TLA-Prover: Verifiable TLA+ Specification Synthesis via Preference-Optimized Low-Rank Adaptation#
- Status:
Accepted
- Venue:
ICSOFT 2026 - International Conference on Software Technologies, Porto, Portugal
- Authors:
AI4FM, Loyola University Chicago
- DOI / PDF:
Available upon publication
Abstract#
TLA+ is a formal specification language for verifying distributed systems and safety-critical protocols. Large language models (LLMs) frequently produce TLA+ specifications that fail the TLC model checker for semantic reasons. Across 25 LLMs, the best public baseline is 26.6% syntactic parse and 8.6% semantic model-check. We present TLA-Prover, a 20-billion-parameter model for TLA+ specification synthesis. Training combines supervised fine-tuning (SFT) on verified examples with repair-based group-relative policy optimization (GRPO). In the GRPO stage, the model learns to fix its own rejected specifications. We also train a direct preference optimization (DPO) variant from the same SFT checkpoint as an ablation. TLC provides the reward signal directly, with no learned reward model.
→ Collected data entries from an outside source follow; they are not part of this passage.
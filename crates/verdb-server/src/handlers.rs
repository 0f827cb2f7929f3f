//! VerDB Server Handlers
//!
//! Request handlers for the REST API. Core calls are synchronous, so each
//! handler moves its work onto the blocking pool and translates the
//! outcome into the `{"status": ...}` envelope.
//!
//! @version 0.1.0
//! @author VerDB Development Team

use crate::state::AppState;
use axum::extract::{Path, State};
use axum::http::StatusCode;
use axum::response::{IntoResponse, Response};
use axum::Json;
use serde::{Deserialize, Serialize};
use serde_json::{json, Value as JsonValue};
use verdb_common::VerdbError;
use verdb_core::{direct_upsert, Registry, SearchRequest, VersionOutcome};
use verdb_document::{Document, DocumentId, Namespace, Update};

// =============================================================================
// Error Response
// =============================================================================

/// Error returned by handlers.
#[derive(Debug)]
pub enum ApiError {
    Core(VerdbError),
    /// A blocking task panicked or was cancelled.
    Internal(String),
}

impl From<VerdbError> for ApiError {
    fn from(err: VerdbError) -> Self {
        ApiError::Core(err)
    }
}

impl From<serde_json::Error> for ApiError {
    fn from(err: serde_json::Error) -> Self {
        ApiError::Core(err.into())
    }
}

impl ApiError {
    pub fn status_code(&self) -> StatusCode {
        match self {
            ApiError::Core(err) if err.is_user_error() => StatusCode::BAD_REQUEST,
            _ => StatusCode::INTERNAL_SERVER_ERROR,
        }
    }

    fn message(&self) -> String {
        match self {
            ApiError::Core(err) => err.to_string(),
            ApiError::Internal(msg) => msg.clone(),
        }
    }
}

impl IntoResponse for ApiError {
    fn into_response(self) -> Response {
        let status = self.status_code();
        if status.is_server_error() {
            tracing::error!("Request failed: {}", self.message());
        } else {
            tracing::debug!("Rejected request: {}", self.message());
        }
        (status, Json(json!({"status": "error", "msg": self.message()}))).into_response()
    }
}

pub type ApiResult = Result<Json<JsonValue>, ApiError>;

/// Run a core call on the blocking pool.
async fn blocking<T, F>(f: F) -> Result<T, ApiError>
where
    F: FnOnce() -> verdb_common::Result<T> + Send + 'static,
    T: Send + 'static,
{
    tokio::task::spawn_blocking(f)
        .await
        .map_err(|e| ApiError::Internal(format!("task failed: {}", e)))?
        .map_err(ApiError::from)
}

fn documents_json(docs: &[Document]) -> Vec<JsonValue> {
    docs.iter().map(Document::to_json).collect()
}

// =============================================================================
// Health Check
// =============================================================================

/// Health check response.
#[derive(Debug, Serialize, Deserialize)]
pub struct HealthResponse {
    pub status: String,
    pub version: String,
}

/// Health check endpoint.
pub async fn health_check() -> Json<HealthResponse> {
    Json(HealthResponse {
        status: "healthy".to_string(),
        version: env!("CARGO_PKG_VERSION").to_string(),
    })
}

/// Fallback for unknown routes.
pub async fn not_found() -> impl IntoResponse {
    (
        StatusCode::NOT_FOUND,
        Json(json!({"status": "error", "msg": "not found"})),
    )
}

// =============================================================================
// Registry Endpoints
// =============================================================================

/// Register a collection.
pub async fn create_registry(State(state): State<AppState>, Json(body): Json<JsonValue>) -> ApiResult {
    let reg: Registry = serde_json::from_value(body)?;
    let registries = state.registries.clone();
    let created = blocking(move || registries.create_registry(reg)).await?;
    Ok(Json(json!({"status": "success", "registry": created})))
}

/// Search the persisted registries.
pub async fn search_registries(
    State(state): State<AppState>,
    Json(body): Json<JsonValue>,
) -> ApiResult {
    let request: SearchRequest = serde_json::from_value(body)?;
    let registries = state.registries.clone();
    let docs = blocking(move || registries.search(&request)).await?;
    Ok(Json(json!({"status": "success", "registries": documents_json(&docs)})))
}

/// Look up the registry of one collection.
pub async fn get_registry(
    State(state): State<AppState>,
    Path((database, collection)): Path<(String, String)>,
) -> ApiResult {
    let registries = state.registries.clone();
    let reg = blocking(move || registries.lookup(&database, &collection)).await?;
    Ok(Json(json!({"status": "success", "registry": reg})))
}

/// Replace a registry definition.
pub async fn update_registry(
    State(state): State<AppState>,
    Path(id): Path<String>,
    Json(body): Json<JsonValue>,
) -> ApiResult {
    let reg: Registry = serde_json::from_value(body)?;
    let registries = state.registries.clone();
    let updated =
        blocking(move || registries.update_registry(&DocumentId::new(id), reg)).await?;
    Ok(Json(json!({"status": "success", "registry": updated})))
}

pub async fn delete_registry(State(state): State<AppState>, Path(id): Path<String>) -> ApiResult {
    let registries = state.registries.clone();
    let removed = blocking(move || registries.delete_registry(&DocumentId::new(id))).await?;
    Ok(Json(json!({"status": "success", "registry": removed})))
}

// =============================================================================
// Versioning Endpoints
// =============================================================================

/// One failed document of a batch.
#[derive(Debug, Serialize)]
pub struct DocumentFailure {
    pub err: String,
    pub doc: JsonValue,
}

/// Versionize one document, or each document of an array.
///
/// A single document fails the request on error. A batch always succeeds
/// and lists the documents that failed alongside the outcomes of the rest.
pub async fn versionize(
    State(state): State<AppState>,
    Path((database, collection)): Path<(String, String)>,
    Json(body): Json<JsonValue>,
) -> ApiResult {
    let name = reg_name(&database, &collection);
    let registries = state.registries.clone();
    let versioner = state.versioner.clone();

    match body {
        JsonValue::Array(items) => {
            let (results, errors) = blocking(move || {
                let reg = registries.lookup(&database, &collection)?;
                let mut results: Vec<VersionOutcome> = Vec::new();
                let mut errors = Vec::new();
                for item in items {
                    let outcome = match Document::from_json(item.clone()) {
                        Some(doc) => versioner.versionize(&reg, doc),
                        None => Err(not_an_object()),
                    };
                    match outcome {
                        Ok(outcome) => results.push(outcome),
                        Err(e) => errors.push(DocumentFailure {
                            err: e.to_string(),
                            doc: item,
                        }),
                    }
                }
                Ok((results, errors))
            })
            .await?;
            if !errors.is_empty() {
                tracing::warn!(
                    "{} of {} documents failed to versionize into {}",
                    errors.len(),
                    errors.len() + results.len(),
                    name
                );
            }
            Ok(Json(json!({"status": "success", "results": results, "errors": errors})))
        }
        other => {
            let doc = Document::from_json(other).ok_or_else(not_an_object)?;
            let outcome = blocking(move || {
                let reg = registries.lookup(&database, &collection)?;
                versioner.versionize(&reg, doc)
            })
            .await?;
            Ok(Json(json!({"status": "success", "result": outcome})))
        }
    }
}

fn not_an_object() -> VerdbError {
    VerdbError::Validation("document must be a JSON object".into())
}

fn reg_name(database: &str, collection: &str) -> String {
    format!("{}/{}", database, collection)
}

/// Direct upsert request body.
#[derive(Debug, Deserialize)]
pub struct UpsertRequest {
    pub insert: JsonValue,
    #[serde(default)]
    pub update: Option<JsonValue>,
}

/// Insert or update by compare key, bypassing versioning.
pub async fn upsert(
    State(state): State<AppState>,
    Path((database, collection)): Path<(String, String)>,
    Json(body): Json<JsonValue>,
) -> ApiResult {
    let request: UpsertRequest = serde_json::from_value(body)?;
    let insert = Document::from_json(request.insert).ok_or_else(not_an_object)?;
    let update = match request.update {
        Some(ref json) if !json.is_null() => {
            Some(Update::from_json(json).map_err(VerdbError::from)?)
        }
        _ => None,
    };

    let engine = state.engine.clone();
    let registries = state.registries.clone();
    let outcome = blocking(move || {
        direct_upsert(&*engine, &registries, &database, &collection, insert, update)
    })
    .await?;
    Ok(Json(json!({"status": "success", "result": outcome})))
}

/// Search any collection directly.
pub async fn raw_search(
    State(state): State<AppState>,
    Path((database, collection)): Path<(String, String)>,
    Json(body): Json<JsonValue>,
) -> ApiResult {
    let request: SearchRequest = serde_json::from_value(body)?;
    let engine = state.engine.clone();
    let ns = Namespace::new(database, collection);
    let docs = blocking(move || request.run(&*engine, &ns)).await?;
    Ok(Json(json!({"status": "success", "documents": documents_json(&docs)})))
}

// =============================================================================
// Job Endpoints
// =============================================================================

pub async fn create_job(State(state): State<AppState>, Json(body): Json<JsonValue>) -> ApiResult {
    let jobs = state.jobs.clone();
    let job = blocking(move || jobs.create_job(body)).await?;
    Ok(Json(json!({"status": "success", "job": job})))
}

/// Run a stored job and return its info and result.
pub async fn sched_job(State(state): State<AppState>, Path(id): Path<String>) -> ApiResult {
    let jobs = state.jobs.clone();
    let outcome = blocking(move || jobs.sched_by_id(&DocumentId::new(id))).await?;
    Ok(Json(json!({
        "status": "success",
        "info": outcome.info,
        "result": outcome.result,
    })))
}

// =============================================================================
// Tests
// =============================================================================
//! VerDB Map-Reduce
//!
//! Declarative map-reduce: each matching document emits `(key, value)` from
//! two field paths and a built-in reducer folds the values per key. Results
//! are `{_id: key, value}` rows, returned inline or written to a collection.
//!
//! @version 0.1.0
//! @author VerDB Development Team

use crate::pipeline::Accumulator;
use crate::types::{Document, DocumentId, Value};
use serde::{Deserialize, Serialize};
use std::collections::HashMap;

// =============================================================================
// Specification
// =============================================================================

/// Field paths emitted per document.
#[derive(Debug, Clone, PartialEq, Serialize, Deserialize)]
pub struct MapSpec {
    pub key: String,
    /// Emitted value path; each document emits `1` when absent.
    #[serde(default, skip_serializing_if = "Option::is_none")]
    pub value: Option<String>,
}

/// Built-in reducers.
#[derive(Debug, Clone, Copy, PartialEq, Eq, Serialize, Deserialize)]
#[serde(rename_all = "lowercase")]
pub enum Reducer {
    Sum,
    Count,
    Min,
    Max,
    Avg,
    Push,
}

impl Reducer {
    fn reduce(&self, values: Vec<Value>) -> Value {
        let acc = match self {
            Self::Count => return Value::from(values.len()),
            Self::Sum => Accumulator::Sum,
            Self::Min => Accumulator::Min,
            Self::Max => Accumulator::Max,
            Self::Avg => Accumulator::Avg,
            Self::Push => Accumulator::Push,
        };
        acc.fold(values.into_iter().map(Some).collect())
    }
}

/// How results are written to the output collection.
#[derive(Debug, Clone, Copy, PartialEq, Eq, Default, Serialize, Deserialize)]
#[serde(rename_all = "lowercase")]
pub enum OutputMode {
    /// Clear the output collection first.
    #[default]
    Replace,
    /// Upsert each result by key.
    Merge,
}

/// Output collection, in the source database.
#[derive(Debug, Clone, PartialEq, Serialize, Deserialize)]
pub struct MapReduceOut {
    pub collection: String,
    #[serde(default)]
    pub mode: OutputMode,
}

/// A map-reduce job description.
#[derive(Debug, Clone, PartialEq, Serialize, Deserialize)]
pub struct MapReduceSpec {
    pub map: MapSpec,
    pub reduce: Reducer,
    #[serde(default, skip_serializing_if = "Option::is_none")]
    pub out: Option<MapReduceOut>,
}

// =============================================================================
// Output
// =============================================================================

/// Execution statistics.
#[derive(Debug, Clone, Default, PartialEq, Serialize, Deserialize)]
pub struct MapReduceInfo {
    pub input_count: usize,
    pub emit_count: usize,
    pub output_count: usize,
    #[serde(default, skip_serializing_if = "Option::is_none")]
    pub output_collection: Option<String>,
    pub elapsed_ms: u64,
}

/// Map-reduce result: inline rows when no output collection was given.
#[derive(Debug, Clone, PartialEq, Serialize, Deserialize)]
pub struct MapReduceOutput {
    #[serde(skip_serializing_if = "Option::is_none")]
    pub results: Option<Vec<Value>>,
    pub info: MapReduceInfo,
}

// =============================================================================
// Execution
// =============================================================================

/// Emitted and reduced rows for one run, before output handling.
pub(crate) struct Reduced {
    pub rows: Vec<(Value, Value)>,
    pub emit_count: usize,
}

fn strip_ref(path: &str) -> &str {
    path.strip_prefix('$').unwrap_or(path)
}

/// Emit and reduce. Documents missing the key, or the value when a value
/// path is set, emit nothing. Keys keep first-seen order.
pub(crate) fn map_reduce(spec: &MapReduceSpec, docs: &[Document]) -> Reduced {
    let key_path = strip_ref(&spec.map.key);
    let value_path = spec.map.value.as_deref().map(strip_ref);

    let mut groups: Vec<(Value, Vec<Value>)> = Vec::new();
    let mut slots: HashMap<String, usize> = HashMap::new();
    let mut emit_count = 0;

    for doc in docs {
        let Some(key) = doc.get_field(key_path) else {
            continue;
        };
        let value = match value_path {
            Some(path) => match doc.get_field(path) {
                Some(v) => v,
                None => continue,
            },
            None => Value::Int(1),
        };

        emit_count += 1;
        let slot = *slots.entry(key.canonical_string()).or_insert_with(|| {
            groups.push((key.clone(), Vec::new()));
            groups.len() - 1
        });
        groups[slot].1.push(value);
    }

    let rows = groups
        .into_iter()
        .map(|(key, values)| (key, spec.reduce.reduce(values)))
        .collect();

    Reduced { rows, emit_count }
}

/// `{_id: key, value}` row.
pub(crate) fn result_row(key: &Value, value: &Value) -> Value {
    Value::Object(HashMap::from([
        ("_id".to_string(), key.clone()),
        ("value".to_string(), value.clone()),
    ]))
}

/// Output document for a reduced key. String keys are used verbatim as the
/// document ID; other keys use their canonical text.
pub(crate) fn output_document(key: &Value, value: &Value) -> Document {
    let id = match key {
        Value::String(s) => DocumentId::new(s.clone()),
        other => DocumentId::new(other.canonical_string()),
    };
    let mut doc = Document::with_id(id);
    doc.set("value", value.clone());
    doc
}

// =============================================================================
// Tests
// =============================================================================

#[cfg(test)]
mod tests {
    use super::*;
    use serde_json::json;

    fn docs() -> Vec<Document> {
        vec![
            json!({"dept": "ops", "salary": 10}),
            json!({"dept": "dev", "salary": 20}),
            json!({"dept": "ops", "salary": 30}),
            json!({"salary": 99}),
            json!({"dept": "dev"}),
        ]
        .into_iter()
        .filter_map(Document::from_json)
        .collect()
    }

    #[test]
    fn test_spec_parsing() {
        let spec: MapReduceSpec = serde_json::from_value(json!({
            "map": {"key": "$dept", "value": "salary"},
            "reduce": "sum",
            "out": {"collection": "totals"}
        }))
        .unwrap();
        assert_eq!(spec.reduce, Reducer::Sum);
        assert_eq!(spec.out.unwrap().mode, OutputMode::Replace);

        let bad: Result<MapReduceSpec, _> =
            serde_json::from_value(json!({"map": {"key": "a"}, "reduce": "median"}));
        assert!(bad.is_err());
    }

    #[test]
    fn test_sum_by_key() {
        let spec: MapReduceSpec = serde_json::from_value(json!({
            "map": {"key": "dept", "value": "salary"},
            "reduce": "sum"
        }))
        .unwrap();
        let reduced = map_reduce(&spec, &docs());

        assert_eq!(reduced.emit_count, 3);
        assert_eq!(
            reduced.rows,
            vec![
                (Value::from("ops"), Value::Int(40)),
                (Value::from("dev"), Value::Int(20)),
            ]
        );
    }

    #[test]
    fn test_count_without_value_path() {
        let spec: MapReduceSpec = serde_json::from_value(json!({
            "map": {"key": "dept"},
            "reduce": "count"
        }))
        .unwrap();
        let reduced = map_reduce(&spec, &docs());

        assert_eq!(reduced.emit_count, 4);
        assert_eq!(reduced.rows[1], (Value::from("dev"), Value::Int(2)));
    }

    #[test]
    fn test_output_document_ids() {
        let doc = output_document(&Value::Int(7), &Value::Int(1));
        assert_eq!(doc.id.as_str(), "7");
        let doc = output_document(&Value::from("ops"), &Value::Int(1));
        assert_eq!(doc.id.as_str(), "ops");
    }
}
Four tiers grade each output: Bronze (parses), Silver (no warnings), Gold (passes TLC), and Diamond. To reach Diamond, the model’s correctness property is automatically altered in a small way; TLC must then detect a violation. If TLC still passes, the property was always-true and contributes nothing; the output fails Diamond. TLA-Prover reaches 9/30 (pass@1 = 30%) at both Gold and Diamond on a held-out 30-problem benchmark. This is roughly 3.5× the 8.6% untuned baseline. The DPO variant reaches 20% at Diamond. Gold and Diamond coincide at every checkpoint, preventing the trivial-property failure mode.
Key Results#
Metric |
Result |
|---|---|
Syntactic correctness — best public baseline |
26.6% |
Semantic correctness — best public baseline (8.6% untuned) |
8.6% |
TLA-Prover Gold (passes TLC) pass@1 |
30% |
TLA-Prover Diamond pass@1 |
30% |
DPO variant Diamond pass@1 |
20% |
Improvement over untuned baseline |
~3.5× |
Training Approach#
Supervised Fine-Tuning (SFT) The model is first trained on a curated set of verified TLA+ specifications to establish a strong syntactic and semantic foundation.
Group-Relative Policy Optimization (GRPO) In the GRPO stage, the model generates multiple candidate specifications per prompt. Rejected outputs are used as repair targets, teaching the model to iteratively correct its own mistakes. TLC model-checker output serves as the reward signal — no learned reward model is involved.
Direct Preference Optimization (DPO) ablation A DPO variant is trained from the same SFT checkpoint to compare preference-optimization strategies. It reaches 20% at Diamond, versus 30% for the GRPO variant.
Grading Tiers#
Tier |
Criterion |
|---|---|
Bronze |
Specification parses (SANY) |
Silver |
No parser warnings |
Gold |
Passes TLC model checker |
Diamond |
Gold, plus TLC detects a violation when the correctness property is deliberately mutated |
Diamond prevents the trivial-property failure mode: a specification whose correctness property is always true passes TLC by vacuity and contributes nothing meaningful. The mutation test catches this. Gold and Diamond coincide at every checkpoint in TLA-Prover, indicating the model never falls back to trivial properties.
Relationship to Prior Work#
This paper extends the findings of our evaluation study Can LLMs Write Correct TLA+ Specifications?, which established the 8.6% semantic correctness baseline across 25 LLMs. TLA-Prover demonstrates that targeted fine-tuning with verifiable reward signals can close much of that gap.
Citation#
Note
The paper has been accepted at ICSOFT 2026. Full citation will be available upon publication.